Traveling is both exciting and exhausting, especially when long layovers hit us hard while booking flight tickets online. Be with JetSaver to rebuild your journey with ease by experiencing hassle-free layovers, relaxing, or getting some work done with cheap flight tickets online. As your dedicated travel partner, we're devoted to improving your travel experience, whether it is booking international flight tickets online or booking domestic flights. With our advanced search technology and outstanding customer service, we will bring out the best and cheapest flight tickets for you.
We are more than just a meta-search engine.

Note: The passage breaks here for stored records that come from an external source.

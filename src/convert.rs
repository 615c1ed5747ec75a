//! Catalog XML to XLSX conversion pipeline
//!
//! Ties the streaming product parser to the workbook exporter: the whole
//! document is parsed first, records are ordered by their sequence index and
//! the workbook is rendered in memory.

use std::fs;
use std::path::Path;

use log::{debug, info};
use serde::Serialize;

use crate::catalog::{parse_products, CatalogError, FailureKind};
use crate::sheet::{SheetError, WorkbookConfig, WorkbookExporter};

/// Errors that can occur during conversion
#[derive(Debug, thiserror::Error)]
pub enum ConversionError {
    /// The input document was rejected
    #[error("Catalog parsing error: {0}")]
    Catalog(#[from] CatalogError),

    /// The workbook could not be generated
    #[error("Workbook generation error: {0}")]
    Sheet(#[from] SheetError),

    /// The output file could not be written
    #[error("Failed to write output: {0}")]
    Io(#[source] std::io::Error),
}

impl ConversionError {
    /// Coarse classification of this error
    pub fn kind(&self) -> FailureKind {
        match self {
            ConversionError::Catalog(e) => e.kind(),
            ConversionError::Sheet(_) => FailureKind::GenerationFailure,
            ConversionError::Io(_) => FailureKind::OutputWriteFailure,
        }
    }

    /// Structured description suitable for machine-readable output
    pub fn report(&self) -> ErrorReport {
        ErrorReport {
            kind: self.kind(),
            message: self.to_string(),
        }
    }
}

/// Serializable error body
#[derive(Debug, Clone, PartialEq, Eq, Serialize)]
pub struct ErrorReport {
    /// Failure classification
    pub kind: FailureKind,
    /// Human-readable description
    pub message: String,
}

/// Configuration for the catalog to workbook conversion
#[derive(Debug, Clone)]
pub struct ConversionConfig {
    /// Order rows by sequence index (stable); document order otherwise
    pub sort_by_index: bool,

    /// Workbook settings
    pub workbook: WorkbookConfig,
}

impl Default for ConversionConfig {
    fn default() -> Self {
        Self {
            sort_by_index: true,
            workbook: WorkbookConfig::default(),
        }
    }
}

/// Statistics from a conversion
#[derive(Debug, Clone, Default, PartialEq, Eq)]
pub struct ConversionStats {
    /// Number of products written
    pub products: usize,
    /// Size of the input document in bytes
    pub input_bytes: usize,
    /// Size of the generated workbook in bytes
    pub output_bytes: usize,
}

/// Result of an in-memory conversion
#[derive(Debug, Clone)]
pub struct ConversionOutput {
    /// XLSX package bytes
    pub workbook: Vec<u8>,
    /// Conversion statistics
    pub stats: ConversionStats,
}

/// Converter from catalog XML to XLSX
#[derive(Debug, Clone, Default)]
pub struct CatalogConverter {
    config: ConversionConfig,
}

impl CatalogConverter {
    /// Create a new converter with default configuration
    pub fn new() -> Self {
        Self::default()
    }

    /// Create a new converter with custom configuration
    pub fn with_config(config: ConversionConfig) -> Self {
        Self { config }
    }

    /// Keep rows in document order instead of sorting by sequence index
    pub fn keep_document_order(mut self) -> Self {
        self.config.sort_by_index = false;
        self
    }

    /// Active configuration
    pub fn config(&self) -> &ConversionConfig {
        &self.config
    }

    /// Convert an in-memory catalog document into workbook bytes
    pub fn convert_bytes(&self, input: &[u8]) -> Result<ConversionOutput, ConversionError> {
        self.config.workbook.validate()?;

        let mut products = parse_products(input)?;
        if self.config.sort_by_index {
            products.sort_by_key(|p| p.sequence_index);
        }

        let workbook = WorkbookExporter::with_config(self.config.workbook.clone()).export(&products)?;
        let stats = ConversionStats {
            products: products.len(),
            input_bytes: input.len(),
            output_bytes: workbook.len(),
        };
        debug!("Converted {:?}", stats);

        Ok(ConversionOutput { workbook, stats })
    }

    /// Convert a catalog file and write the workbook to `output`
    pub fn convert_file(
        &self,
        input: &Path,
        output: &Path,
    ) -> Result<ConversionStats, ConversionError> {
        let data = fs::read(input).map_err(CatalogError::StreamReadFailure)?;
        info!("Read {} bytes from {}", data.len(), input.display());

        let ConversionOutput { workbook, stats } = self.convert_bytes(&data)?;

        if let Some(parent) = output.parent() {
            if !parent.as_os_str().is_empty() && !parent.exists() {
                fs::create_dir_all(parent).map_err(ConversionError::Io)?;
            }
        }
        fs::write(output, &workbook).map_err(ConversionError::Io)?;
        info!(
            "Wrote {} product row(s) to {}",
            stats.products,
            output.display()
        );

        Ok(stats)
    }
}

JetSaver stands out in the travel industry not just as a meta-search engine but as an essential travel companion dedicated to providing you with an unparalleled user experience for flight booking in JetSaver. We craft your travel with innovation and efficiency, which help us minimize the effort of booking flight tickets online. Your every plan is served with great purpose by being with us. Whether you are planning a quick booking for a last-minute business trip or planning a holiday trip, JetSaver is designed to be intuitive and user-friendly, streamlining your travel arrangements with a few clicks.
Your layover experience is like never before.
Be aware of airport amenities. In the present era, airports are built with advanced amenities to make every traveler's journey filled with all the comfort that can make a tiered layover enjoyable. They offer everything from luxurious lounges with comfortable seating and fast Wi-Fi to spas where you can relax and refresh yourself. Airports have something for every traveler, and JetSaver's specialized services make it easy for you to take advantage of these facilities, ensuring your layover is far from dull.
Stay Productive. Time is valuable, but poor management can lead to undesirable outcomes. Considering this, JetSaver lets you know that long layovers will help you catch up on work or personal projects. Many airports are covered up with business centers that provide desks, charging stations, and even conference rooms. Your flight booking online with JetSaver will always serve the purpose of grabbing exclusive services like quiet zones and premium lounge access, which helps you work with peace, neglect distractions, and enhance productivity.
Engage in physical activity. We believe that sitting and wasting time is not worth it for an ideal life, but this can be replaced with having some personal time to stay active. Before booking a flight online, have a look over the airports for fitness centers or any walking paths. Having some stretches or small physical exercises will make your body move in a relaxed mode and build enthusiasm for the next journey. JetSaver provides information on airports that feature these amenities, helping you maintain your health and wellness even while on the move.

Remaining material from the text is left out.